In 1952, Nelson had another RPM hit with Meet Me With Your Black Dress On. He began touring, performing with bands led by Joe Liggins and Roy Milton, and playing venues including the Apollo and Howard theaters. He cut singles for a number of labels including Kent, Music City, Paradise and All Boy, and Chess. In 1955, Nelson married and adopted Houston, Texas as his hometown. For the next 20 years, he settled down and took a job working construction, though he continued to write songs and sit in with bands. In the 1980s, Nelson came to the wider attention of blues fans when Ace issued ten of his sides on an album.

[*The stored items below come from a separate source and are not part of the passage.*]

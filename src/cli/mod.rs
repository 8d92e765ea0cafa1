//! CLI module for llex

mod args;

pub use args::{Args, Command};

use crate::config::{CliOverrides, Config, DEFAULT_CONFIG_FILE};
use crate::error::{Error, Result};
use crate::import::{self, ImportFormat, SUPPORTED_IMPORT_FORMATS};
use crate::logging;
use crate::model::Dictionary;
use crate::output::{
    prepare_aux_text, read_optional_file, ExportParams, HtmlExporter, TemplateEngine,
};
use serde::Serialize;
use std::fmt;
use std::path::{Path, PathBuf};
use std::process::ExitCode;
use std::str::FromStr;

/// Names of all formats accepted by `llex export`
pub const SUPPORTED_EXPORT_FORMATS: &[&str] = &["html", "website"];

/// Supported export formats
#[derive(Debug, Clone, Copy, PartialEq, Eq)]
pub enum ExportFormat {
    /// One self-contained HTML file
    Html,
    /// Directory of linked HTML pages
    Website,
}

impl FromStr for ExportFormat {
    type Err = Error;

    fn from_str(s: &str) -> Result<Self> {
        match s {
            "html" => Ok(ExportFormat::Html),
            "website" => Ok(ExportFormat::Website),
            other => Err(Error::unsupported_format(other)),
        }
    }
}

impl fmt::Display for ExportFormat {
    fn fmt(&self, f: &mut fmt::Formatter<'_>) -> fmt::Result {
        match self {
            ExportFormat::Html => f.write_str("html"),
            ExportFormat::Website => f.write_str("website"),
        }
    }
}

/// Run the CLI application
pub fn run() -> ExitCode {
    let args = Args::parse_args();
    logging::init(args.verbose);

    match execute(args) {
        Ok(_) => ExitCode::SUCCESS,
        Err(e) => {
            eprintln!("Error: {}", e);
            ExitCode::FAILURE
        }
    }
}

fn execute(args: Args) -> Result<()> {
    let verbose = args.verbose;

    match args.command {
        Command::Import {
            format,
            file,
            output,
            language_name,
            pretty,
        } => {
            let format: ImportFormat = format.parse()?;

            let mut dictionary = import::import_file(&file, format)?;
            if let Some(name) = language_name {
                dictionary.language_name = name;
            }

            let json = dictionary.to_json(pretty)?;
            match output {
                Some(path) => {
                    std::fs::write(&path, json)?;
                    if verbose {
                        println!(
                            "Imported {} entries to {}",
                            dictionary.entries.len(),
                            path.display()
                        );
                    }
                }
                None => println!("{}", json),
            }

            Ok(())
        }

        Command::Export {
            format,
            input,
            output,
            copyright,
            authors_note,
            treat_as_html,
            case_sensitive,
            css,
            author,
            language_name,
            config,
        } => {
            let format: ExportFormat = format.parse()?;

            let mut cfg = match &config {
                Some(path) => Config::load(path)?,
                None => Config::load_or_default(Path::new(DEFAULT_CONFIG_FILE)),
            };

            cfg.merge_cli(CliOverrides {
                copyright,
                authors_note,
                treat_as_html,
                case_sensitive,
                css,
                author,
            });
            cfg.validate()?;

            if format == ExportFormat::Website && output.is_none() {
                return Err(Error::other("website export requires --output <directory>"));
            }

            let dictionary = Dictionary::read(&input)?;
            tracing::info!(
                path = %input.display(),
                entries = dictionary.entries.len(),
                "loaded lexicon"
            );

            let mut params = build_params(&dictionary, &cfg)?;
            if let Some(name) = language_name {
                params = params.with_language_name(name);
            }
            let exporter = build_exporter(&cfg, verbose)?;

            match format {
                ExportFormat::Html => {
                    let html = exporter.export_single_page(&mut params)?;
                    match output {
                        Some(path) => {
                            std::fs::write(&path, html)?;
                            if verbose {
                                println!("HTML written to: {}", path.display());
                            }
                        }
                        None => print!("{}", html),
                    }
                }
                ExportFormat::Website => {
                    let dir: PathBuf = output.unwrap_or_default();
                    params.output_path = dir.clone();
                    params.css_file = cfg.site.css_file.clone();
                    let report = exporter.export_site(&mut params)?;

                    println!("{}", report.summary());
                    println!("Website written to: {}", dir.display());
                }
            }

            Ok(())
        }

        Command::ListFormats { json } => {
            println!("{}", list_formats(json)?);
            Ok(())
        }

        Command::Version => {
            println!("llex {}", env!("CARGO_PKG_VERSION"));
            Ok(())
        }
    }
}

/// Assemble export parameters from the dictionary and config
fn build_params<'a>(dictionary: &'a Dictionary, cfg: &Config) -> Result<ExportParams<'a>> {
    let export = &cfg.export;

    let copyright = read_optional_file(export.copyright.as_deref())?;
    let authors_note = read_optional_file(export.authors_note.as_deref())?;

    let mut params = ExportParams::new(dictionary)
        .with_copyright(prepare_aux_text(&copyright, export.treat_as_html))
        .with_authors_note(prepare_aux_text(&authors_note, export.treat_as_html));

    if let Some(author) = &export.author {
        params = params.with_author(author.clone());
    }

    if let Some(css_path) = &export.css {
        params = params.with_css(std::fs::read_to_string(css_path)?);
    }

    Ok(params)
}

/// Build the exporter, using theme templates when configured
fn build_exporter(cfg: &Config, verbose: bool) -> Result<HtmlExporter> {
    let engine = match &cfg.export.templates_dir {
        Some(dir) => TemplateEngine::from_dir(dir)?,
        None => TemplateEngine::new()?,
    };

    Ok(HtmlExporter::new(engine)
        .with_case_sensitive(cfg.export.case_sensitive)
        .with_verbose(verbose))
}

#[derive(Serialize)]
struct FormatList {
    export: &'static [&'static str],
    import: &'static [&'static str],
}

/// Describe the supported formats, as text or JSON
fn list_formats(json: bool) -> Result<String> {
    if json {
        return Ok(serde_json::to_string(&FormatList {
            export: SUPPORTED_EXPORT_FORMATS,
            import: SUPPORTED_IMPORT_FORMATS,
        })?);
    }

    Ok(format!(
        "Supported import formats: {}\nSupported export formats: {}",
        SUPPORTED_IMPORT_FORMATS.join(", "),
        SUPPORTED_EXPORT_FORMATS.join(", ")
    ))
}

#[cfg(test)]
mod tests {
    use super::*;
    use crate::model::Entry;
    use tempfile::TempDir;

    #[test]
    fn test_export_format_parse() {
        assert_eq!("html".parse::<ExportFormat>().unwrap(), ExportFormat::Html);
        assert_eq!("website".parse::<ExportFormat>().unwrap(), ExportFormat::Website);
        let err = "pdf".parse::<ExportFormat>().unwrap_err();
        assert_eq!(err.to_string(), "unsupported format 'pdf'");
    }

    #[test]
    fn test_supported_export_formats_parse() {
        for name in SUPPORTED_EXPORT_FORMATS {
            let format: ExportFormat = name.parse().unwrap();
            assert_eq!(&format.to_string(), name);
        }
    }

    #[test]
    fn test_list_formats_text() {
        let text = list_formats(false).unwrap();
        assert_eq!(
            text,
            "Supported import formats: lp\nSupported export formats: html, website"
        );
    }

    #[test]
    fn test_list_formats_json() {
        let json = list_formats(true).unwrap();
        assert_eq!(json, r#"{"export":["html","website"],"import":["lp"]}"#);
    }

    #[test]
    fn test_build_params_escapes_plain_text() {
        let dir = TempDir::new().unwrap();
        let note = dir.path().join("note.txt");
        std::fs::write(&note, "Tom & Jerry <3").unwrap();

        let mut cfg = Config::default();
        cfg.export.authors_note = Some(note.clone());
        let dict = Dictionary::new("Test");

        let params = build_params(&dict, &cfg).unwrap();
        assert_eq!(params.authors_note, "Tom &amp; Jerry &lt;3");

        cfg.export.treat_as_html = true;
        let params = build_params(&dict, &cfg).unwrap();
        assert_eq!(params.authors_note, "Tom & Jerry <3");
    }

    #[test]
    fn test_build_params_empty_copyright_keeps_notice() {
        let dir = TempDir::new().unwrap();
        let copyright = dir.path().join("COPYRIGHT");
        std::fs::write(&copyright, "").unwrap();

        let mut cfg = Config::default();
        cfg.export.copyright = Some(copyright);
        let dict = Dictionary::new("Test");

        let params = build_params(&dict, &cfg).unwrap();
        assert_eq!(params.copyright, crate::output::DEFAULT_COPYRIGHT);
    }

    #[test]
    fn test_build_params_missing_copyright_file() {
        let mut cfg = Config::default();
        cfg.export.copyright = Some(PathBuf::from("/nonexistent/COPYRIGHT"));
        let dict = Dictionary::new("Test");

        assert!(matches!(build_params(&dict, &cfg), Err(Error::Io(_))));
    }

    #[test]
    fn test_build_params_custom_css_and_author() {
        let dir = TempDir::new().unwrap();
        let css = dir.path().join("dark.css");
        std::fs::write(&css, "body { background: #111; }").unwrap();

        let mut cfg = Config::default();
        cfg.export.css = Some(css);
        cfg.export.author = Some("A. Lemur".to_string());
        let dict = Dictionary {
            language_name: "Test".to_string(),
            entries: vec![Entry::new("ka")],
        };

        let params = build_params(&dict, &cfg).unwrap();
        assert_eq!(params.css, "body { background: #111; }");
        assert_eq!(params.author, "A. Lemur");
        assert_eq!(params.num_words, 1);
    }

    #[test]
    fn test_build_exporter_with_theme() {
        let dir = TempDir::new().unwrap();
        std::fs::write(dir.path().join("entry.html.tera"), "<p>{{ entry.word }}</p>").unwrap();

        let mut cfg = Config::default();
        cfg.export.templates_dir = Some(dir.path().to_path_buf());

        let exporter = build_exporter(&cfg, false).unwrap();
        let html = exporter.engine().render_entry(&Entry::new("ka")).unwrap();
        assert_eq!(html, "<p>ka</p>");
    }
}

Sweet Sugar Daddy, a compilation album from the Japanese P-Vine Records, which mainly consisted of unreleased studio recordings from the 1960s and 1970s, was also released in 1988. He resumed touring and in 1999, released a comeback album Rockin' and Shoutin' the Blues from the Bullseye Blues & Jazz label. This album was nominated in two categories of the W.C. Handy Awards the following year. Two more newly recorded albums followed on his own Nettie Marie label prior to his death, both featuring an all-star back-up band including Duke Robillard. In 2004, Ace released Cry Hard Luck, featuring re-issues of Nelson's Kent & RPM recordings from 1951-1961. Nelson died of cancer at a nursing home in Houston on July 29, 2007.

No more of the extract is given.